What you will do> In the records that follow, find the line with "fs::write(path, content).map_err(|e| StoreError::io(path, e))"; from there, retype every line exactly through the line with "let parsed: SelectionMap", which also belongs to the answer.

Exercise inputs>
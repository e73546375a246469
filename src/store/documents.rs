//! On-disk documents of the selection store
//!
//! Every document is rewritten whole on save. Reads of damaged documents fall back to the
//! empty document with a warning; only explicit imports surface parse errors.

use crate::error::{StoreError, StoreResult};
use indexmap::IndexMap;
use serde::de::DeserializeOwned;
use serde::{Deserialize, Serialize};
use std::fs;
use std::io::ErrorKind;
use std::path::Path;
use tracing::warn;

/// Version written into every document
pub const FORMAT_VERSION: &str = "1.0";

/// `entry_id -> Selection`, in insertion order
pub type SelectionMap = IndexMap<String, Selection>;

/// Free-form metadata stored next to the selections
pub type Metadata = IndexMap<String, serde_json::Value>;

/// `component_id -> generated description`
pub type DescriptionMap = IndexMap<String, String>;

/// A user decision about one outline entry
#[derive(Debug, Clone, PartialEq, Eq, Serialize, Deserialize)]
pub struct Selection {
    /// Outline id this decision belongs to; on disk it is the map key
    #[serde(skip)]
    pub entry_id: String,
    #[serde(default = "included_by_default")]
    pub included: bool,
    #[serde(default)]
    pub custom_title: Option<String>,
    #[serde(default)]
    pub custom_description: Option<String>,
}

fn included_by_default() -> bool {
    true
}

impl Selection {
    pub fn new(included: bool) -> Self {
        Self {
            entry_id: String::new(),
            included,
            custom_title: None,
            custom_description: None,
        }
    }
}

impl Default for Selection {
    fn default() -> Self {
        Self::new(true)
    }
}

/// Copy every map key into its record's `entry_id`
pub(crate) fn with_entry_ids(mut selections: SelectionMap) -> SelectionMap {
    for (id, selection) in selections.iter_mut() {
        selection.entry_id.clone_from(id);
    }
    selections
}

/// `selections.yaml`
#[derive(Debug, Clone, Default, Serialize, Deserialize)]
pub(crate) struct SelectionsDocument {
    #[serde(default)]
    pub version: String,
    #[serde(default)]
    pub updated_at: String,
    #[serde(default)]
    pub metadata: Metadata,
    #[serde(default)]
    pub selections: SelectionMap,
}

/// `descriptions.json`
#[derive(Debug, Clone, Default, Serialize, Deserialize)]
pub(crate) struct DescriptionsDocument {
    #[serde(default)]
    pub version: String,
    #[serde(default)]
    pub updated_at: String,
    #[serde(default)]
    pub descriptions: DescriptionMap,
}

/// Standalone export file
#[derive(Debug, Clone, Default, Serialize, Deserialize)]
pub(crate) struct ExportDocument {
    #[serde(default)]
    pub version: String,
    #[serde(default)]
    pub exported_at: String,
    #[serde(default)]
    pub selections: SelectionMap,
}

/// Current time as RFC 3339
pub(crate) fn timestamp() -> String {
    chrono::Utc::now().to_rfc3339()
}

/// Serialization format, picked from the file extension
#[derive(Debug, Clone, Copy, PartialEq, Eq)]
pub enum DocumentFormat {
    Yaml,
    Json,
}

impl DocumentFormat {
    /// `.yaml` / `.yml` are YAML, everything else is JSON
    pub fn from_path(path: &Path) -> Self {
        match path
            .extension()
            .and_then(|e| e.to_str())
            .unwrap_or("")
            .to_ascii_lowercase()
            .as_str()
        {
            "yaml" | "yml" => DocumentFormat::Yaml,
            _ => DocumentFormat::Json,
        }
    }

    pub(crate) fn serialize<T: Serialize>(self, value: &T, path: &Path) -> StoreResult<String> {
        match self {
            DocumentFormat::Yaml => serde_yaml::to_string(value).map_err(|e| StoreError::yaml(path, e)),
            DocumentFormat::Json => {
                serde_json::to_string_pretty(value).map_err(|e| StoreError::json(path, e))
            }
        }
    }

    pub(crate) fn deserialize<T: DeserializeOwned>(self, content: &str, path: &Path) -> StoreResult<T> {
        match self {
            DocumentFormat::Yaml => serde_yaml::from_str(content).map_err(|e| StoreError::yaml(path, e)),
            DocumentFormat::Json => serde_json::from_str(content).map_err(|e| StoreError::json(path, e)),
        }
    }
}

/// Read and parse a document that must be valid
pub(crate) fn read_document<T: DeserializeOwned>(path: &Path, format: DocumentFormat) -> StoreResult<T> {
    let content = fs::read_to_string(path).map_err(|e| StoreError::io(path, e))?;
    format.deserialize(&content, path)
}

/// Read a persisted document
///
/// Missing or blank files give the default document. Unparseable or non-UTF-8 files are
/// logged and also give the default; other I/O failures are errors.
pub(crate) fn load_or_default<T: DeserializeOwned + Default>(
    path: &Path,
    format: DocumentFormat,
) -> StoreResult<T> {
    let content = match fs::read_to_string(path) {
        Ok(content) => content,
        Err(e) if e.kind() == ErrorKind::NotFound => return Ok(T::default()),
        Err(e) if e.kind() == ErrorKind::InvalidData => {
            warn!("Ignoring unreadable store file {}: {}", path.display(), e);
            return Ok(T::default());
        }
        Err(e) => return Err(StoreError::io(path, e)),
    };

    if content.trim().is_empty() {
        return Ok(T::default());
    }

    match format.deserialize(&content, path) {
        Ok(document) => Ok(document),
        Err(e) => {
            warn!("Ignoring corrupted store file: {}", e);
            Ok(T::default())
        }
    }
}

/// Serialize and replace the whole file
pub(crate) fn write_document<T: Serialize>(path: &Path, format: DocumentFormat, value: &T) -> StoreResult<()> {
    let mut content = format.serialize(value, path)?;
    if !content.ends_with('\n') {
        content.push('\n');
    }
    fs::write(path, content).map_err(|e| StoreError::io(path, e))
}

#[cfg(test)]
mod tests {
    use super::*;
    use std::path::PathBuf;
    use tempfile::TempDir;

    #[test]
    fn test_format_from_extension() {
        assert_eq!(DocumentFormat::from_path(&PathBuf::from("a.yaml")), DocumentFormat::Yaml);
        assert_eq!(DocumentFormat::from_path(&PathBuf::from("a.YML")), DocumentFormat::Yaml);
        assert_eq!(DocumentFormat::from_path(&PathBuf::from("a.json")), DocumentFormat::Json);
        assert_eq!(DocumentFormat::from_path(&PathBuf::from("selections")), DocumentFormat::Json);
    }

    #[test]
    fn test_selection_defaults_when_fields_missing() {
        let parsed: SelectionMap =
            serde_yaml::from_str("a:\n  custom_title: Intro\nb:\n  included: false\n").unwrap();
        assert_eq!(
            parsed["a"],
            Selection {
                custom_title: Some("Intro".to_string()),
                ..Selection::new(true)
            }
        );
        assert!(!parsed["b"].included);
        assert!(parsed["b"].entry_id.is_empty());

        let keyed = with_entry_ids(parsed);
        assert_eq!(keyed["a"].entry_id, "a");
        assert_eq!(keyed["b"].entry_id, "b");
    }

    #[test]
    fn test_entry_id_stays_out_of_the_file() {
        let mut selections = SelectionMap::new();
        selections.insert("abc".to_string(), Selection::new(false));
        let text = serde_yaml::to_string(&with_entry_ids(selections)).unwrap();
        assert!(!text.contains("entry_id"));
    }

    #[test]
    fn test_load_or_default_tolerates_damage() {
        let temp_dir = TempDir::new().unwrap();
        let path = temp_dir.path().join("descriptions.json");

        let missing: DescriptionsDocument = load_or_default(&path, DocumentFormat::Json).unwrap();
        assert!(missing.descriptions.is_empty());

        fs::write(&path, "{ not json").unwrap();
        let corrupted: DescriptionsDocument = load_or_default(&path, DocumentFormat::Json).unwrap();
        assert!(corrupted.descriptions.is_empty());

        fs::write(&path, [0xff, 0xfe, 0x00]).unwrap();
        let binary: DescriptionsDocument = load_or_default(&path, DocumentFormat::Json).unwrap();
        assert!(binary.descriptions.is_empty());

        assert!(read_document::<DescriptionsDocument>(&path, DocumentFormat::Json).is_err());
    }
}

* * *

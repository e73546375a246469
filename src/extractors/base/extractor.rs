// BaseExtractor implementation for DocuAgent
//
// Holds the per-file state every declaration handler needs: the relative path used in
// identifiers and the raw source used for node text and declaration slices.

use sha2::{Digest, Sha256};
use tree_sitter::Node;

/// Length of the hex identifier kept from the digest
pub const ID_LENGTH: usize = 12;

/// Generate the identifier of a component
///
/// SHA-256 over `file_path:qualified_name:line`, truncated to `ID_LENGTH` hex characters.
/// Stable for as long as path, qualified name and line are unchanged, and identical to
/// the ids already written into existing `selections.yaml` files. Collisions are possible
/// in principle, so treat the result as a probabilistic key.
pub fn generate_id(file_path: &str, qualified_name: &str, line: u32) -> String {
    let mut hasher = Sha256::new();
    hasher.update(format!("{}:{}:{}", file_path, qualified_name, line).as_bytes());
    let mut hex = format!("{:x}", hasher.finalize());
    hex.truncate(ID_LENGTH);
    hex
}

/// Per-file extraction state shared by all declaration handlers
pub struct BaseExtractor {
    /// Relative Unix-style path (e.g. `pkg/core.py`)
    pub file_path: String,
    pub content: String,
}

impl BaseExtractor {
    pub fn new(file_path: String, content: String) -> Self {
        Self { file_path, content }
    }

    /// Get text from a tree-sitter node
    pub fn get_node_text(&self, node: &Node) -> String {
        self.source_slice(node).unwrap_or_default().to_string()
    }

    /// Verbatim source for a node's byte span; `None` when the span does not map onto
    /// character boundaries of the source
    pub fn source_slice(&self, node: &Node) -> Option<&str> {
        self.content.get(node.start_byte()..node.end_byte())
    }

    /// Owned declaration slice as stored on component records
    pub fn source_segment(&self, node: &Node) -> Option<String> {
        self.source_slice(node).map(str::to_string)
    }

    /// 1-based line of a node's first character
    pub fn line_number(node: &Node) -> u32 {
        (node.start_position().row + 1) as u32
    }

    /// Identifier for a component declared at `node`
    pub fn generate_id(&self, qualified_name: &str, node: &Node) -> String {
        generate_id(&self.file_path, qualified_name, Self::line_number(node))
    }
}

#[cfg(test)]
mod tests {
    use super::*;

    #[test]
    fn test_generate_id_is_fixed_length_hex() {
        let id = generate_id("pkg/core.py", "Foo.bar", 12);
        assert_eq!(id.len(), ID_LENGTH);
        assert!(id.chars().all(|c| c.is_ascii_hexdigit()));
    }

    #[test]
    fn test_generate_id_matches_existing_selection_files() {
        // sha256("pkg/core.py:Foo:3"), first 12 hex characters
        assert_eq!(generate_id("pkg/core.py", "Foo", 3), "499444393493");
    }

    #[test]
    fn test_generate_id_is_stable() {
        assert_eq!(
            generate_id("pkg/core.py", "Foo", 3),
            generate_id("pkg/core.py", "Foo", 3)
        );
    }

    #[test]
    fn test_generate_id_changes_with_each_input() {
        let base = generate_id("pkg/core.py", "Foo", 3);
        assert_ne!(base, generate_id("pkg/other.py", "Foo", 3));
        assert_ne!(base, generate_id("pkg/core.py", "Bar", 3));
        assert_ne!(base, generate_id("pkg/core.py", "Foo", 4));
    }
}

Exercise result>
    fs::write(path, content).map_err(|e| StoreError::io(path, e))
}

#[cfg(test)]
mod tests {
    use super::*;
    use std::path::PathBuf;
    use tempfile::TempDir;

    #[test]
    fn test_format_from_extension() {
        assert_eq!(DocumentFormat::from_path(&PathBuf::from("a.yaml")), DocumentFormat::Yaml);
        assert_eq!(DocumentFormat::from_path(&PathBuf::from("a.YML")), DocumentFormat::Yaml);
        assert_eq!(DocumentFormat::from_path(&PathBuf::from("a.json")), DocumentFormat::Json);
        assert_eq!(DocumentFormat::from_path(&PathBuf::from("selections")), DocumentFormat::Json);
    }

    #[test]
    fn test_selection_defaults_when_fields_missing() {
        let parsed: SelectionMap =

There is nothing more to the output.